6. Les requérants soutiennent, d’une part, que le projet méconnait le plan local d’urbanisme intercommunal, qui interdit les constructions nouvelles dont la hauteur fait obstacle aux perspectives existantes, du fait de sa situation dans l’axe de l’église de La Flotte-en-Ré et de la hauteur des constructions, 7,36 m et 6,17 m et, d’autre part, que le projet porte atteinte à la zone patrimoniale remarquable définie par le tome 4 annexe 11 de ce même plan local d’urbanisme intercommunal. Toutefois, il ressort des pièces du dossier qu’un certificat d’urbanisme a été délivré par le maire de La Flotte-en-Ré aux pétitionnaires le 12 septembre 2019, lequel a eu pour effet, en vertu de l’article L. 410-1 du code de l’urbanisme, de garantir à ses titulaires un droit à voir toute demande d’autorisation, déposée dans le délai de 18 mois, examinée au regard des règles d’urbanisme applicables à la date de la délivrance du certificat.
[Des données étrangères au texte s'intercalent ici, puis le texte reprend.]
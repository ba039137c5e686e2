// cli.rs - Command-line interface configuration
use clap::Parser;
use std::path::PathBuf;

#[derive(Parser, Debug, Clone)]
#[command(name = "cube-viewer")]
#[command(about = "Interactive textured cube viewer", long_about = None)]
pub struct Cli {
    /// Image file to texture the cube with (checkerboard if omitted)
    #[arg(long = "texture")]
    pub texture: Option<PathBuf>,

    /// Edge length of the cube
    #[arg(long = "cube-width", default_value = "0.3")]
    pub cube_width: f32,

    /// Initial window width in pixels
    #[arg(long = "width", default_value = "800")]
    pub width: u32,

    /// Initial window height in pixels
    #[arg(long = "height", default_value = "600")]
    pub height: u32,
}
//! Weekly aggregation: half-hour rounding, per-day and per-week totals,
//! display-name ordering, and the hours leaderboard.

use chrono::{Datelike, Duration, NaiveDate, NaiveTime, Timelike};
use std::cmp::Ordering;
use std::collections::HashMap;

use crate::model::record::{AttendanceRecord, RecordKind};
use crate::model::summary::{DaySummary, RankedStudent, StudentWeek, WeeklySummary};
use crate::store::students::StudentDirectory;

/// Round a clock time to the nearest half hour: minutes below 15 round down,
/// 15..45 round to the half, 45 and up round to the next hour. The result is
/// `hour + fraction` (9.5 for 09:30).
pub fn round_to_half_hour(time: NaiveTime) -> f64 {
    let hour = f64::from(time.hour());
    match time.minute() {
        0..=14 => hour,
        15..=44 => hour + 0.5,
        _ => hour + 1.0,
    }
}

/// One-decimal rendering used throughout the report ("8.5", "0.0").
pub fn format_hours(hours: f64) -> String {
    format!("{hours:.1}")
}

/// Monday of the week containing `today`.
pub fn current_week_start(today: NaiveDate) -> NaiveDate {
    today - Duration::days(i64::from(today.weekday().num_days_from_monday()))
}

/// Monday of the selected week: the week holding the 1st of `month`,
/// advanced by `week - 1` weeks. `None` for an out-of-range selection.
pub fn selected_week_start(year: i32, month: u32, week: u32) -> Option<NaiveDate> {
    if !(1..=12).contains(&month) || !(1..=6).contains(&week) {
        return None;
    }
    let month_start = NaiveDate::from_ymd_opt(year, month, 1)?;
    Some(current_week_start(month_start + Duration::weeks(i64::from(week) - 1)))
}

/// 1-based week-of-month label for a date, counted in 7-day blocks.
pub fn week_of_month(date: NaiveDate) -> u32 {
    (date.day() - 1) / 7 + 1
}

/// Names beginning with a Hangul syllable sort before all others;
/// lexicographic within each group.
pub fn compare_names(a: &str, b: &str) -> Ordering {
    (name_group(a), a).cmp(&(name_group(b), b))
}

fn name_group(name: &str) -> u8 {
    match name.chars().next() {
        Some(c) if ('\u{AC00}'..='\u{D7A3}').contains(&c) => 0,
        _ => 1,
    }
}

/// Aggregate one Monday..Friday span. Only rows inside the range on a
/// weekday count; for duplicate same-kind rows the last write wins. Every
/// directory student gets a row (empty when recordless), keyed by display
/// name and ordered by [`compare_names`].
///
/// Hours worked subtract rounded clock values, so a check-out row with a raw
/// clock earlier than the check-in produces a negative figure, reported
/// as-is rather than clamped.
pub fn weekly_summary(
    records: &[AttendanceRecord],
    directory: &StudentDirectory,
    week_start: NaiveDate,
    week_end: NaiveDate,
) -> WeeklySummary {
    // (student id, weekday) -> raw (check-in, check-out) clock times
    let mut raw: HashMap<&str, [(Option<NaiveTime>, Option<NaiveTime>); 5]> = HashMap::new();
    for record in records {
        if record.date < week_start || record.date > week_end {
            continue;
        }
        let day = record.date.weekday().num_days_from_monday() as usize;
        if day >= 5 {
            continue;
        }
        let slots = raw.entry(record.student_id.as_str()).or_default();
        match record.kind {
            RecordKind::CheckIn => slots[day].0 = Some(record.time),
            RecordKind::CheckOut => slots[day].1 = Some(record.time),
        }
    }

    let mut rows: Vec<StudentWeek> = directory
        .iter()
        .map(|(id, name)| {
            let mut row = StudentWeek::empty(name.clone());
            if let Some(slots) = raw.get(id.as_str()) {
                for (day, (check_in, check_out)) in slots.iter().enumerate() {
                    let check_in = check_in.map(round_to_half_hour);
                    let check_out = check_out.map(round_to_half_hour);
                    let hours = match (check_in, check_out) {
                        (Some(start), Some(end)) => end - start,
                        _ => 0.0,
                    };
                    row.days[day] = DaySummary {
                        check_in,
                        check_out,
                        hours,
                    };
                }
            }
            row
        })
        .collect();
    rows.sort_by(|a, b| compare_names(&a.name, &b.name));

    WeeklySummary {
        week_start,
        week_end,
        rows,
    }
}

/// Leaderboard over a summary: total weekly hours per student (zero days
/// excluded from the sum), descending by hours, ties broken by name.
pub fn rank_by_hours(summary: &WeeklySummary) -> Vec<RankedStudent> {
    let mut ranked: Vec<RankedStudent> = summary
        .rows
        .iter()
        .map(|row| RankedStudent {
            name: row.name.clone(),
            total_hours: row
                .days
                .iter()
                .filter(|day| day.hours != 0.0)
                .map(|day| day.hours)
                // Fold from +0.0: the stdlib's empty float sum starts at -0.0,
                // which would render a zero total as "-0.0" instead of "0.0".
                .fold(0.0, |acc, hours| acc + hours),
        })
        .collect();
    ranked.sort_by(|a, b| {
        b.total_hours
            .total_cmp(&a.total_hours)
            .then_with(|| compare_names(&a.name, &b.name))
    });
    ranked
}
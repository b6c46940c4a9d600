//! Attendance-window policy: when check-in/check-out is permitted.

use chrono::{Datelike, NaiveDateTime, Timelike};

use crate::store::holidays::HolidaySet;

/// Weekday hour range during which attendance may be recorded, from
/// configuration (`ATTENDANCE_OPEN_HOUR` / `ATTENDANCE_CLOSE_HOUR`).
#[derive(Debug, Clone, Copy, PartialEq, Eq)]
pub struct AttendanceWindow {
    pub open_hour: u32,
    pub close_hour: u32,
}

/// True iff `now` is a Monday–Friday, its date is not a holiday, and its
/// hour satisfies `open_hour <= hour < close_hour`. Pure; no side effects.
pub fn is_within_attendance_window(
    now: NaiveDateTime,
    window: AttendanceWindow,
    holidays: &HolidaySet,
) -> bool {
    now.weekday().num_days_from_monday() < 5
        && !holidays.contains(now.date())
        && (window.open_hour..window.close_hour).contains(&now.hour())
}
use chrono::{NaiveDate, NaiveDateTime, NaiveTime};
use std::str::FromStr;
use strum_macros::{Display, EnumString};

/// Header row of the attendance log (student id, date, time, kind).
pub const LOG_HEADER: &str = "학번,날짜,시간,기록";

const DATE_FORMAT: &str = "%Y-%m-%d";
const TIME_FORMAT: &str = "%H:%M:%S";

/// The two record kinds marking arrival and departure.
///
/// The strum serializations are the localized labels persisted in the log
/// file; the HTTP form sends `check_in` / `check_out` instead (see
/// [`RecordKind::from_action`]).
#[derive(Debug, Clone, Copy, PartialEq, Eq, Display, EnumString)]
pub enum RecordKind {
    #[strum(serialize = "출근")]
    CheckIn,
    #[strum(serialize = "퇴근")]
    CheckOut,
}

impl RecordKind {
    pub fn from_action(action: &str) -> Option<Self> {
        match action {
            "check_in" => Some(RecordKind::CheckIn),
            "check_out" => Some(RecordKind::CheckOut),
            _ => None,
        }
    }
}

/// One check-in/check-out event. Immutable once written; the store never
/// updates or deletes rows.
#[derive(Debug, Clone, PartialEq, Eq)]
pub struct AttendanceRecord {
    pub student_id: String,
    pub date: NaiveDate,
    pub time: NaiveTime,
    pub kind: RecordKind,
}

impl AttendanceRecord {
    pub fn new(student_id: impl Into<String>, kind: RecordKind, timestamp: NaiveDateTime) -> Self {
        Self {
            student_id: student_id.into(),
            date: timestamp.date(),
            time: timestamp.time(),
            kind,
        }
    }

    /// Encode as one log row. Ids never contain commas, so no quoting.
    pub fn to_csv_row(&self) -> String {
        format!(
            "{},{},{},{}",
            self.student_id,
            self.date.format(DATE_FORMAT),
            self.time.format(TIME_FORMAT),
            self.kind
        )
    }

    /// Decode one log row; `None` for the header, a wrong column count, or
    /// unparseable fields (callers skip such rows).
    pub fn from_csv_row(line: &str) -> Option<Self> {
        let fields: Vec<&str> = line.split(',').collect();
        if fields.len() != 4 {
            return None;
        }
        let date = NaiveDate::parse_from_str(fields[1], DATE_FORMAT).ok()?;
        let time = NaiveTime::parse_from_str(fields[2], TIME_FORMAT).ok()?;
        let kind = RecordKind::from_str(fields[3]).ok()?;
        Some(Self {
            student_id: fields[0].to_string(),
            date,
            time,
            kind,
        })
    }
}
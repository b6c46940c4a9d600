use chrono::NaiveDate;

/// One weekday cell of a student's week: rounded clock hours and the hours
/// worked derived from them. `hours` is 0.0 unless both times are present.
#[derive(Debug, Clone, Copy, Default, PartialEq)]
pub struct DaySummary {
    pub check_in: Option<f64>,
    pub check_out: Option<f64>,
    pub hours: f64,
}

/// A directory student's Monday..Friday row, keyed by display name.
#[derive(Debug, Clone, PartialEq)]
pub struct StudentWeek {
    pub name: String,
    pub days: [DaySummary; 5],
}

impl StudentWeek {
    pub fn empty(name: impl Into<String>) -> Self {
        Self {
            name: name.into(),
            days: [DaySummary::default(); 5],
        }
    }
}

/// Derived, transient result of one weekly aggregation. Never persisted.
#[derive(Debug, Clone, PartialEq)]
pub struct WeeklySummary {
    pub week_start: NaiveDate,
    pub week_end: NaiveDate,
    pub rows: Vec<StudentWeek>,
}

/// Leaderboard entry: total weekly hours for one student.
#[derive(Debug, Clone, PartialEq)]
pub struct RankedStudent {
    pub name: String,
    pub total_hours: f64,
}
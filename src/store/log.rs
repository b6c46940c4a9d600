use anyhow::{Context, Result};
use chrono::NaiveDate;
use std::fs::{self, OpenOptions};
use std::io::Write;
use std::path::{Path, PathBuf};

use crate::model::record::{AttendanceRecord, LOG_HEADER, RecordKind};

/// Append-only flat-file log of check-in/check-out events.
///
/// No locking: the server runs a single worker, and correctness depends on
/// the absence of concurrent writers.
#[derive(Debug, Clone)]
pub struct AttendanceLog {
    path: PathBuf,
}

impl AttendanceLog {
    pub fn new(path: PathBuf) -> Self {
        Self { path }
    }

    pub fn path(&self) -> &Path {
        &self.path
    }

    /// Create the file with its header row if it does not exist yet.
    pub(crate) fn ensure_initialized(&self) -> Result<()> {
        if !self.path.exists() {
            self.truncate()?;
        }
        Ok(())
    }

    /// Rewrite the file back to just the header row.
    pub(crate) fn truncate(&self) -> Result<()> {
        fs::write(&self.path, format!("{LOG_HEADER}\n"))
            .with_context(|| format!("failed to write log header to {}", self.path.display()))
    }

    /// Append one record. No validation and no duplicate check here: the
    /// check-in/out protocol pre-checks before writing.
    pub fn append(&self, record: &AttendanceRecord) -> Result<()> {
        let mut file = OpenOptions::new()
            .create(true)
            .append(true)
            .open(&self.path)
            .with_context(|| format!("failed to open log {}", self.path.display()))?;
        writeln!(file, "{}", record.to_csv_row())
            .with_context(|| format!("failed to append to log {}", self.path.display()))?;
        Ok(())
    }

    /// Linear scan for a (student, date, kind) triple. A missing log reads
    /// as "no record", not as an error.
    pub fn has_record(&self, student_id: &str, kind: RecordKind, date: NaiveDate) -> bool {
        self.read_all()
            .iter()
            .any(|r| r.student_id == student_id && r.date == date && r.kind == kind)
    }

    /// Every parseable row in file order. A missing log yields an empty vec;
    /// the header row and malformed rows are skipped silently.
    pub fn read_all(&self) -> Vec<AttendanceRecord> {
        let Ok(contents) = fs::read_to_string(&self.path) else {
            return Vec::new();
        };
        contents
            .lines()
            .filter_map(AttendanceRecord::from_csv_row)
            .collect()
    }
}
use crate::{
    api::{attendance, holiday, home, weekly},
    config::Config,
};
use actix_governor::{
    Governor, GovernorConfigBuilder, PeerIpKeyExtractor, governor::middleware::NoOpMiddleware,
};
use actix_web::web;
use std::sync::Arc;

pub fn configure(cfg: &mut web::ServiceConfig, config: Config) {
    // Helper to build per-route limiter
    fn build_limiter(requests_per_min: u32) -> Governor<PeerIpKeyExtractor, NoOpMiddleware> {
        let per_ms = if requests_per_min == 0 {
            1
        } else {
            60_000 / requests_per_min as u64
        };
        let cfg = GovernorConfigBuilder::default()
            .per_millisecond(per_ms)
            .burst_size(requests_per_min)
            .key_extractor(PeerIpKeyExtractor)
            .finish()
            .unwrap();
        Governor::new(&cfg)
    }

    let record_limiter = Arc::new(build_limiter(config.rate_record_per_min));
    let holiday_limiter = Arc::new(build_limiter(config.rate_holiday_per_min));

    cfg.service(home::home)
        // Kiosk form. The tight limiter matters here: this is the only
        // write path into the log.
        .service(
            web::resource("/record")
                .wrap(record_limiter)
                .route(web::post().to(attendance::record)),
        )
        .service(
            web::resource("/weekly")
                .route(web::get().to(weekly::weekly_current))
                .route(web::post().to(weekly::weekly_select)),
        )
        .service(
            web::resource("/holidays")
                .wrap(holiday_limiter)
                .route(web::get().to(holiday::list_holidays))
                .route(web::post().to(holiday::add_holiday))
                .route(web::delete().to(holiday::remove_holidays)),
        );
}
Dans ces conditions, la demande de permis de construire ayant été déposée le 28 janvier 2020 et instruite au regard des dispositions du plan d’occupation des sols en vigueur à la date de délivrance du certificat, le moyen soulevé doit être écarté comme inopérant.
7. En quatrième lieu, aux termes de l’article UA11 du plan d’occupation des sols : « () La pente des toitures sera comprise entre 28 et 30%. ». En l’espèce, il ressort des pièces du dossier, et notamment de la notice architecturale, que la pente du bâtiment annexe est de 28%. Par suite, le moyen tiré de la méconnaissance des dispositions précitées de l’article UA11 doit être écarté.
8. En cinquième lieu, il ne ressort pas davantage des pièces du dossier que le projet méconnaîtrait les dispositions de l’article UA 11 du plan d’occupation des sols selon lesquelles le niveau du rez-de-chaussée de la construction ne doit pas présenter un niveau supérieur à 30 cm par rapport au niveau de la chaussée ou du terrain naturel.
9. En sixième lieu, contrairement à ce soutiennent les requérants, les velux seront positionnés sur la pente de la toiture donnant sur le jardin intérieur, de sorte qu’au regard de l’étroitesse des voies bordant la parcelle, ils ne seront pas visibles depuis l’espace public.
10. En septième et dernier lieu, le moyen tiré de ce que la régularisation tardive de l’annexe anciennement construite serait irrégulière doit être écarté comme manquant en fait.
11. Il résulte de tout ce qui précède que les requérants ne sont pas fondés à demander l’annulation du permis de construire délivré le 28 mai 2020 par le maire de La Flotte-en-Ré à M. et Mme A.
Sur les frais liés au litige :
12. Il y a lieu, dans les circonstances de l’espèce, de mettre à la charge des requérants la somme de 600 euros qu’ils verseront à chacune des parties défenderesses, à savoir M. et Mme A et la commune de La Flotte-en-Ré, au titre des dispositions de l’article L. 761-1 du code de justice administrative.
D E C I D E :
Article 1er : La requête de l’indivision B est rejetée.
Article 2 : Les requérants verseront à chacune des parties défenderesses, à savoir M. et Mme A et la commune de La Flotte, la somme de 600 euros au titre de l’article L. 761-1 du code de justice administrative.
Article 3 : Le présent jugement sera notifié à Mme H B, Mme E D et M. G B formant l’indivision B, à M. et Mme C A et à la commune de La Flotte-en-Ré.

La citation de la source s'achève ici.